My team uses bash all the time, but we agree (internally as a team) that bash is bad from a maintainability perspective.

As with any tool we use, some of us are experts, and some are not. But the non-experts need tools that behave themselves on days when experts are out of office.

We find that bash does very well when each entire script has no need for branching logic, security controls, or error recovery.

So we use substantial amounts of bash in things like CI/CD pipelines.

[–] [email protected] 5 points 2 weeks ago

Hell, I hate editing bash scripts I’ve written. The syntax just isn’t as easy

[–] [email protected] 8 points 2 weeks ago (1 children)

I don't disagree with this, and honestly I would probably support just using bash like you said if I was in a team where this was suggested.

I think no matter how simple a task is there are always a few things people will eventually want to do with it:

  • Reproduce it locally
  • Run unit tests, integration tests, smoke tests, whatever tests
  • Expand it to do more complex things or make it more dynamic
  • Monitor it in tools like Datadog

If you have a whole project already written in Python, Go, Rust, Java, etc, then just writing more code in this project might be simpler, because all the tooling and methodology is already integrated. A script might not be so present for many developers who focus more on the code base, and as such out of sight out of mind sets in, and no one even knows about the script.

There is also the consideration that many people simply dislike bash since it's an odd language and many feel it's difficult to do simple things with it.

due to these reasons, although I would agree with making the script, I would also be inclined to have the script temporarily while another solution is being implemented.

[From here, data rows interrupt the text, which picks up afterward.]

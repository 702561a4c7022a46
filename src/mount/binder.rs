//! Registration of the documentation routes.
//!
//! # Routes
//! - `{final}/swagger-ui-init.js` and `{final}/{last}/swagger-ui-init.js` (UI only)
//! - `{final}` and `{final}/` (UI only)
//! - JSON and YAML definitions (always)
//!
//! The two slash variants go through `register_get_tolerant`: they collapse
//! onto the primary route when the last segment is empty or when the adapter
//! ignores trailing slashes. Every other registration failure is returned.

use std::sync::Arc;

use axum::http::request::Parts;
use axum::http::StatusCode;

use crate::document::{serialize, Document, DocumentCache};
use crate::error::DocsError;
use crate::http::response::{APPLICATION_JAVASCRIPT, APPLICATION_JSON, TEXT_HTML, TEXT_YAML};
use crate::http::{HttpAdapter, Registration, Reply, RouteHandler};
use crate::observability::metrics;
use crate::paths::ResolvedPaths;
use crate::ui::{UiOptions, UiRenderer};

/// Paths declared by one `bind` call.
#[derive(Debug, Clone, Default, PartialEq, Eq)]
pub struct BoundRoutes {
    /// Newly declared GET routes, in registration order.
    pub registered: Vec<String>,
    /// Slash variants that collapsed onto an existing route.
    pub collapsed: Vec<String>,
}

/// Declares the documentation routes against an adapter.
pub struct RouteBinder {
    cache: Arc<DocumentCache>,
    renderer: Arc<dyn UiRenderer>,
    ui: Arc<UiOptions>,
}

impl RouteBinder {
    pub fn new(cache: Arc<DocumentCache>, renderer: Arc<dyn UiRenderer>, ui: UiOptions) -> Self {
        Self {
            cache,
            renderer,
            ui: Arc::new(ui),
        }
    }

    pub fn cache(&self) -> &Arc<DocumentCache> {
        &self.cache
    }

    pub fn bind<A: HttpAdapter + ?Sized>(
        &self,
        adapter: &mut A,
        paths: &ResolvedPaths,
        ui_enabled: bool,
    ) -> Result<BoundRoutes, DocsError> {
        let mut bound = BoundRoutes::default();
        if ui_enabled {
            self.bind_ui(adapter, paths, &mut bound)?;
        }
        self.bind_definitions(adapter, paths, &mut bound)?;
        Ok(bound)
    }

    fn bind_ui<A: HttpAdapter + ?Sized>(
        &self,
        adapter: &mut A,
        paths: &ResolvedPaths,
        bound: &mut BoundRoutes,
    ) -> Result<(), DocsError> {
        let init_script = self.init_script_handler();
        register(adapter, &paths.init_script_path(), init_script.clone(), bound)?;
        // Relative asset URLs resolve one level deeper when the page URL ends with '/'.
        register_tolerant(adapter, &paths.init_script_slash_variant(), init_script, bound)?;

        let page = self.page_handler(paths.ui_base_url());
        register(adapter, paths.page_path(), page.clone(), bound)?;
        register_tolerant(adapter, &paths.page_slash_variant(), page, bound)?;
        Ok(())
    }

    fn bind_definitions<A: HttpAdapter + ?Sized>(
        &self,
        adapter: &mut A,
        paths: &ResolvedPaths,
        bound: &mut BoundRoutes,
    ) -> Result<(), DocsError> {
        let json = self.definition_handler("json", APPLICATION_JSON, serialize::to_json);
        register(adapter, &paths.json_path, json, bound)?;

        let yaml = self.definition_handler("yaml", TEXT_YAML, serialize::to_yaml);
        register(adapter, &paths.yaml_path, yaml, bound)?;
        Ok(())
    }

    fn init_script_handler(&self) -> RouteHandler {
        let cache = Arc::clone(&self.cache);
        let renderer = Arc::clone(&self.renderer);
        let ui = Arc::clone(&self.ui);

        Arc::new(move |request: &Parts, reply: &mut Reply| -> Result<(), DocsError> {
            reply.set_content_type(APPLICATION_JAVASCRIPT);
            metrics::record_request("init_script");

            if cache.has_patch_hook() {
                let document = cache.get_patched(request, reply)?;
                let script = renderer.render_init_script(&document, &ui)?;
                reply.reply(script, StatusCode::OK);
            } else {
                let script =
                    cache.init_script(|document| renderer.render_init_script(document, &ui))?;
                reply.reply(script, StatusCode::OK);
            }
            Ok(())
        })
    }

    fn page_handler(&self, base_url: String) -> RouteHandler {
        let cache = Arc::clone(&self.cache);
        let renderer = Arc::clone(&self.renderer);
        let ui = Arc::clone(&self.ui);

        Arc::new(move |_: &Parts, reply: &mut Reply| -> Result<(), DocsError> {
            reply.set_content_type(TEXT_HTML);
            metrics::record_request("page");

            let html = cache.page_html(|| renderer.render_page(&base_url, &ui));
            reply.reply(html, StatusCode::OK);
            Ok(())
        })
    }

    fn definition_handler(
        &self,
        endpoint: &'static str,
        content_type: &'static str,
        to_text: fn(&Document) -> Result<String, DocsError>,
    ) -> RouteHandler {
        let cache = Arc::clone(&self.cache);

        Arc::new(move |request: &Parts, reply: &mut Reply| -> Result<(), DocsError> {
            reply.set_content_type(content_type);
            metrics::record_request(endpoint);

            let document = cache.get_patched(request, reply)?;
            reply.send(to_text(&document)?);
            Ok(())
        })
    }
}

fn register<A: HttpAdapter + ?Sized>(
    adapter: &mut A,
    path: &str,
    handler: RouteHandler,
    bound: &mut BoundRoutes,
) -> Result<(), DocsError> {
    adapter.register_get(path, handler)?;
    tracing::debug!(adapter = adapter.kind(), path = %path, "Route registered");
    bound.registered.push(path.to_string());
    Ok(())
}

fn register_tolerant<A: HttpAdapter + ?Sized>(
    adapter: &mut A,
    path: &str,
    handler: RouteHandler,
    bound: &mut BoundRoutes,
) -> Result<(), DocsError> {
    match adapter.register_get_tolerant(path, handler)? {
        Registration::Registered => {
            tracing::debug!(adapter = adapter.kind(), path = %path, "Route registered");
            bound.registered.push(path.to_string());
        }
        Registration::AlreadyDeclared => {
            tracing::debug!(
                adapter = adapter.kind(),
                path = %path,
                "Slash variant already declared, skipped"
            );
            bound.collapsed.push(path.to_string());
        }
    }
    Ok(())
}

[–] [email protected] 1 points 2 weeks ago

I don’t necessarily agree that all simple tasks will lead to the need for a test suite to accommodate more complex requirements. If it does reach that point,

  1. Your simple bash script has and is already providing basic value.
  2. You can (and should) move onto a more robust language to do more complicated things and bring in a test suite, all while you have something functional and delivering value.

I also don’t agree that you can just solder on whatever small task you have to whatever systems you already have up and running. That’s how you make a Frankenstein. Someone at some point will have to come do something about your little section because it started breaking, or causing other things to break. It could be throwing error messages because somebody changed the underlying db schema. It could be calling and retrying a network call and due to, perhaps, poorly configured backoff strategy, you’re tripping up monitoring alerts.

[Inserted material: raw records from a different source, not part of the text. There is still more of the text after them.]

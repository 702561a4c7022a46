//! Stock Swagger UI templates.

pub(crate) const PAGE: &str = r#"<!-- HTML for static distribution bundle build -->
<!DOCTYPE html>
<html lang="en">
  <head>
    <meta charset="UTF-8">
    <title>{{title}}</title>
    <link rel="stylesheet" type="text/css" href="{{base_url}}swagger-ui.css" >
    {{favicon}}
    <style>
      html
      {
        box-sizing: border-box;
        overflow: -moz-scrollbars-vertical;
        overflow-y: scroll;
      }
      *,
      *:before,
      *:after
      {
        box-sizing: inherit;
      }
      body {
        margin:0;
        background: #fafafa;
      }
    </style>
    <style>{{explorer_css}} {{custom_css}}</style>
  </head>

  <body>
    <div id="swagger-ui"></div>
    <script src="{{base_url}}swagger-ui-bundle.js"> </script>
    <script src="{{base_url}}swagger-ui-standalone-preset.js"> </script>
    <script src="{{base_url}}swagger-ui-init.js"> </script>
    {{custom_js}}
    {{custom_js_str}}
    {{custom_css_url}}
  </body>
</html>
"#;

pub(crate) const INIT_SCRIPT: &str = r#"
window.onload = function() {
  // Build a system
  let url = window.location.search.match(/url=([^&]+)/);
  if (url && url.length > 1) {
    url = decodeURIComponent(url[1]);
  } else {
    url = window.location.origin;
  }
  {{options}}
  url = options.swaggerUrl || url
  let urls = options.swaggerUrls
  let customOptions = options.customOptions
  let spec1 = options.swaggerDoc
  let swaggerOptions = {
    spec: spec1,
    url: url,
    urls: urls,
    dom_id: '#swagger-ui',
    deepLinking: true,
    presets: [
      SwaggerUIBundle.presets.apis,
      SwaggerUIStandalonePreset
    ],
    plugins: [
      SwaggerUIBundle.plugins.DownloadUrl
    ],
    layout: "StandaloneLayout"
  }
  for (let attrname in customOptions) {
    swaggerOptions[attrname] = customOptions[attrname];
  }
  let ui = SwaggerUIBundle(swaggerOptions)

  if (customOptions.initOAuth) {
    ui.initOAuth(customOptions.initOAuth)
  }

  if (customOptions.authAction) {
    ui.authActions.authorize(customOptions.authAction)
  }

  window.ui = ui
}
"#;

/// Substitute `{{name}}` placeholders in a single pass. Substituted text is
/// never rescanned; unknown placeholders are left as they are.
pub(crate) fn fill(template: &str, values: &[(&str, &str)]) -> String {
    let mut out = String::with_capacity(template.len());
    let mut rest = template;
    while let Some(start) = rest.find("{{") {
        out.push_str(&rest[..start]);
        let after = &rest[start + 2..];
        let Some(end) = after.find("}}") else {
            out.push_str(&rest[start..]);
            return out;
        };
        let name = &after[..end];
        match values.iter().find(|(key, _)| *key == name) {
            Some((_, value)) => out.push_str(value),
            None => out.push_str(&rest[start..start + 2 + end + 2]),
        }
        rest = &after[end + 2..];
    }
    out.push_str(rest);
    out
}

That said, I do agree on it suitable for temporary tasks.

[–] [email protected] 6 points 2 weeks ago (1 children)

Bash is perfectly good for what you’re describing.

[–] [email protected] 3 points 2 weeks ago (1 children)

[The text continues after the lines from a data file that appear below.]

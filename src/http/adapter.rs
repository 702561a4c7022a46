//! The HTTP adapter binding the route binder is written against.

use std::path::Path;
use std::sync::Arc;

use axum::http::request::Parts;

use crate::error::{DocsError, RegistrationError};
use crate::http::response::Reply;

/// A GET handler: reads the request head, fills in the reply.
pub type RouteHandler = Arc<dyn Fn(&Parts, &mut Reply) -> Result<(), DocsError> + Send + Sync>;

/// Outcome of a duplicate-tolerant registration.
#[derive(Debug, Clone, Copy, PartialEq, Eq)]
pub enum Registration {
    Registered,
    /// The path collapsed onto an existing declaration; nothing was added.
    AlreadyDeclared,
}

/// Capability the documentation routes are mounted through.
pub trait HttpAdapter {
    /// Short adapter name for logs and errors.
    fn kind(&self) -> &'static str;

    /// Application-wide route prefix, empty when none is configured.
    fn global_prefix(&self) -> &str;

    /// Declare a GET route. Fails with `DuplicateRoute` if the adapter already
    /// serves GET on a path it considers identical.
    fn register_get(&mut self, path: &str, handler: RouteHandler) -> Result<(), RegistrationError>;

    /// Declare a GET route, treating a duplicate declaration as a no-op.
    /// Any other failure is returned.
    fn register_get_tolerant(
        &mut self,
        path: &str,
        handler: RouteHandler,
    ) -> Result<Registration, RegistrationError> {
        match self.register_get(path, handler) {
            Ok(()) => Ok(Registration::Registered),
            Err(e) if e.is_duplicate_route() => Ok(Registration::AlreadyDeclared),
            Err(e) => Err(e),
        }
    }

    /// Serve files from `dir` under `prefix`.
    fn mount_static(&mut self, prefix: &str, dir: &Path) -> Result<(), RegistrationError>;
}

Serious question (as a bash complainer):

Have I missed an amazing bash library for secure database access that justifies a "perfectly good" here?

[–] [email protected] 3 points 2 weeks ago (1 children)

Every database I know comes with an SQL shell that takes commands from stdin and writes query results to stdout. Remember that "bash" never means bash alone, but all the command line tools from cut via jq to awk and beyond … so, that SQL shell would be what you call "bash library".

[–] [email protected] 2 points 2 weeks ago (1 children)

Thank you. I wasn't thinking about that. That's a great point.

As long as any complex recovery logic fits inside the SQL, itself, I don't have any issue invoking it from bash.

It's when there's complicated follow-up that needs to happen in bash that I get anxious about it, due to past painful experiences.